Some important reasons why business professionals avoid due diligence are:

  • They believe that the process is lengthy and difficult, and can delay the acquisition and integration process.
  • Buyers also think that due diligence is expensive since it requires the deployment of several lawyers, accountants, investment bankers, consultants, and other professionals.
  • Due diligence is also believed to impact the seller negatively as the target company has to answer a plethora of questions from the buyer’s team.
  • Several business professionals assume that the process is complicated, stressful, and exhausting.

But, do the above reasons justify the choice of skipping the due diligence process? No. Why can we say that? Because not getting due diligence done is like entering into a deal completely blind and living to regret the wrong choice. Hence, the importance of due diligence outweighs the disadvantages.

How Inadequate or Absence of Due Diligence Impacts An Acquisition Deal

Following are the risks of the lack of proper due diligence:

  1. You will not know who the suppliers are

As part of due diligence, experts will check the financial viability, quality, control, compliance standards, and, most importantly- records of legal and criminal offences of suppliers.
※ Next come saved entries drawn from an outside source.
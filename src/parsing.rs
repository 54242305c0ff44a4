use pest::{Parser, iterators::Pairs};

use crate::period::{Period, Unit};
use crate::period_error::{PError, PResult};

#[derive(Parser)]
#[grammar = "period.pest"]
pub(crate) struct PeriodParser;

/// Parse `s` into `period`, resetting all of its fields first.
///
/// On error the fields are left at zero or partially filled; callers must not
/// rely on them.
pub(crate) fn parse_into(period: &mut Period, s: &str) -> PResult<()> {
    scan(period, s).map_err(|e| {
        tracing::debug!(input = s, error = %e, "rejected period");
        e
    })
}

fn scan(period: &mut Period, s: &str) -> PResult<()> {
    if s.len() < 2 || !s.starts_with('P') {
        return Err(PError::MissingPrefix);
    }

    *period = Period::ZERO;

    let date_part = match s.find('T') {
        Some(idx) => &s[..idx],
        None => s,
    };
    if date_part == "P0D" {
        return Ok(());
    }

    match PeriodParser::parse(Rule::period, s) {
        Ok(tree) => assign(period, tree),
        Err(e) => {
            let err = PError::from_pest(e, s);

            // Numbers before the bad character are converted first, so a malformed
            // number ahead of it is the error reported.
            if let PError::InvalidCharacter { pos, .. } = err {
                if let Some(Ok(tree)) = s.get(..pos).map(|head| PeriodParser::parse(Rule::period, head)) {
                    assign(period, tree)?;
                }
            }
            Err(err)
        }
    }
}

fn assign(period: &mut Period, tree: Pairs<Rule>) -> PResult<()> {
    // The sign flag is sticky until a designator consumes it, so "P1-2Y" is -12 years.
    let mut num = String::new();
    let mut negative = false;

    for pair in tree.flatten() {
        match pair.as_rule() {
            Rule::sign => negative = pair.as_str() == "-",
            Rule::numeral => num.push_str(pair.as_str()),
            Rule::unit => {
                if num.is_empty() {
                    continue;
                }

                let val = match num.parse::<f64>() {
                    Ok(v) if v.is_finite() => v,
                    _ => return Err(PError::InvalidNumber(num)),
                };
                let val = if negative { -val } else { val };

                let unit = match pair.as_str() {
                    "Y" => Unit::Years,
                    "M" => Unit::Months,
                    "W" => Unit::Weeks,
                    "D" => Unit::Days,
                    // The grammar only lets the four designators through
                    _ => unreachable!(),
                };
                tracing::trace!(?unit, value = val, "assigned period unit");
                period.set(unit, val);

                num.clear();
                negative = false;
            },
            // The enclosing period rule and EOI carry nothing
            _ => continue,
        }
    }

    Ok(())
}

#[cfg(test)]
mod tests {
    use super::*;

    fn parse(s: &str) -> PResult<Period> {
        let mut p = Period::ZERO;
        parse_into(&mut p, s)?;
        Ok(p)
    }

    #[test]
    fn test_basic() -> PResult<()> {
        let p = parse("P1Y2M3W4D")?;
        assert_eq!(p, Period::new(1.0, 2.0, 3.0, 4.0), "Parsing 'P1Y2M3W4D' failed");
        Ok(())
    }

    #[test]
    fn test_zero() -> PResult<()> {
        assert_eq!(parse("P0D")?, Period::ZERO, "Parsing 'P0D' did not give a zero period");
        assert_eq!(parse("P0DT5H")?, Period::ZERO, "Parsing 'P0DT5H' did not give a zero period");
        assert_eq!(parse("PT")?, Period::ZERO, "Parsing 'PT' did not give a zero period");
        Ok(())
    }

    #[test]
    fn test_decimals() -> PResult<()> {
        let p = parse("P1.5Y2.5M")?;
        assert_eq!(p, Period::new(1.5, 2.5, 0.0, 0.0), "Parsing 'P1.5Y2.5M' failed");

        let p = parse("P.5W1.D")?;
        assert_eq!(p, Period::new(0.0, 0.0, 0.5, 1.0), "Parsing 'P.5W1.D' failed");
        Ok(())
    }

    #[test]
    fn test_signs() -> PResult<()> {
        let p = parse("P-1Y-2M-3W-4D")?;
        assert_eq!(p, Period::new(-1.0, -2.0, -3.0, -4.0), "Parsing 'P-1Y-2M-3W-4D' failed");

        let p = parse("P-+1Y+2D")?;
        assert_eq!(p, Period::new(1.0, 0.0, 0.0, 2.0), "A later '+' did not cancel an earlier '-'");

        // The sign does not have to precede the digits
        let p = parse("P1-2Y")?;
        assert_eq!(p.years, -12.0, "Parsing 'P1-2Y' failed");

        // Nor does it leak past the designator that consumes it
        let p = parse("P-1Y2M")?;
        assert_eq!(p, Period::new(-1.0, 2.0, 0.0, 0.0), "Sign carried over to the next number");
        Ok(())
    }

    #[test]
    fn test_order_and_repeats() -> PResult<()> {
        let p = parse("P4D3W2M1Y")?;
        assert_eq!(p, Period::new(1.0, 2.0, 3.0, 4.0), "Parsing 'P4D3W2M1Y' failed");

        let p = parse("P1Y2Y")?;
        assert_eq!(p.years, 2.0, "The last repeated designator did not win");
        Ok(())
    }

    #[test]
    fn test_empty_designators() -> PResult<()> {
        let p = parse("PY1MM")?;
        assert_eq!(p, Period::new(0.0, 1.0, 0.0, 0.0), "Designators without a number were not ignored");

        // A dangling sign with no designator after it changes nothing
        let p = parse("P3D-")?;
        assert_eq!(p, Period::new(0.0, 0.0, 0.0, 3.0), "Parsing 'P3D-' failed");
        Ok(())
    }

    #[test]
    fn test_time_suffix() -> PResult<()> {
        let p = parse("P1YT2H")?;
        assert_eq!(p, Period::new(1.0, 0.0, 0.0, 0.0), "Parsing 'P1YT2H' failed");

        let p = parse("P2WT??")?;
        assert_eq!(p.weeks, 2.0, "Characters after T were validated");
        Ok(())
    }

    #[test]
    fn test_unterminated_number() -> PResult<()> {
        let p = parse("P1Y2")?;
        assert_eq!(p, Period::new(1.0, 0.0, 0.0, 0.0), "A trailing number without a designator was stored");
        Ok(())
    }

    #[test]
    fn test_resets_fields() -> PResult<()> {
        let mut p = Period::new(9.0, 9.0, 9.0, 9.0);
        parse_into(&mut p, "P1D")?;
        assert_eq!(p, Period::new(0.0, 0.0, 0.0, 1.0), "Old fields survived a parse");
        Ok(())
    }

    #[test]
    fn test_missing_prefix() {
        assert_eq!(parse("1Y2M"), Err(PError::MissingPrefix));
        assert_eq!(parse("P"), Err(PError::MissingPrefix));
        assert_eq!(parse(""), Err(PError::MissingPrefix));
        assert_eq!(parse("p1D"), Err(PError::MissingPrefix));
    }

    #[test]
    fn test_invalid_character() {
        assert_eq!(parse("P1Y2X"), Err(PError::InvalidCharacter { ch: 'X', pos: 4 }));
        assert_eq!(parse("P 1D"), Err(PError::InvalidCharacter { ch: ' ', pos: 1 }));
        assert_eq!(parse("P1Hé"), Err(PError::InvalidCharacter { ch: 'H', pos: 2 }));
        assert_eq!(parse("P1dT"), Err(PError::InvalidCharacter { ch: 'd', pos: 2 }));
    }

    #[test]
    fn test_invalid_number() {
        assert_eq!(parse("P1.2.3Y"), Err(PError::InvalidNumber("1.2.3".to_string())));
        assert_eq!(parse("P.D"), Err(PError::InvalidNumber(".".to_string())));
    }

    #[test]
    fn test_overflowing_number() {
        let s = format!("P{}Y", "9".repeat(400));
        assert_eq!(parse(&s), Err(PError::InvalidNumber("9".repeat(400))), "An overflowing number was accepted");

        let s = format!("P1D-{}W", "9".repeat(400));
        assert!(matches!(parse(&s), Err(PError::InvalidNumber(_))), "A negative overflowing number was accepted");
    }

    #[test]
    fn test_number_error_before_character_error() {
        assert_eq!(parse("P1.2.3YX"), Err(PError::InvalidNumber("1.2.3".to_string())));

        // Without a designator the bad number is never converted
        assert_eq!(parse("P1.2.3X"), Err(PError::InvalidCharacter { ch: 'X', pos: 6 }));
        assert_eq!(parse("P1Y2.3.4X"), Err(PError::InvalidCharacter { ch: 'X', pos: 8 }));
    }
}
The absence of due diligence will pose potential risks of collaborating with the wrong kind of suppliers.

  1. You will be in the dark about the target company’s “real” reputation

Without proper due diligence, the buyer will be in the dark about the real reputation and brand image of the target company. You will not be aware of bribery instances or scandals, if any. That can be destructive in the future as you will have limited visibility.

  1. Overestimation of asset-liability

Some financial aspects can be deciphered only by the experts. Hence, if the buyer decides to skip due diligence, there is a significant risk of overestimating the deal and other assets.

  1. Higher costs in the future

Since few aspects of the target company have been unknown because of lack of due diligence, it may incur high costs after the deal is made. For example, the buyer may have to invest in new equipment, staffing, and product testing because he/she was unaware that they were non-compliant.

  1. Increased risk of civil suits

False claims, product failures, litigation matters, etc., can lead to civil suits. Identifying them before the deal will mitigate the risks of going to court.

In a nutshell

A well-conducted due diligence process is vital for a successful acquisition and integration process. It has long-term advantages and will help buyers to avoid severe financial and legal hardships that can damage the reputation of both parties involved. Due diligence follows a systematic approach and will ensure that risks are identified in time and are not passed onto the buyer.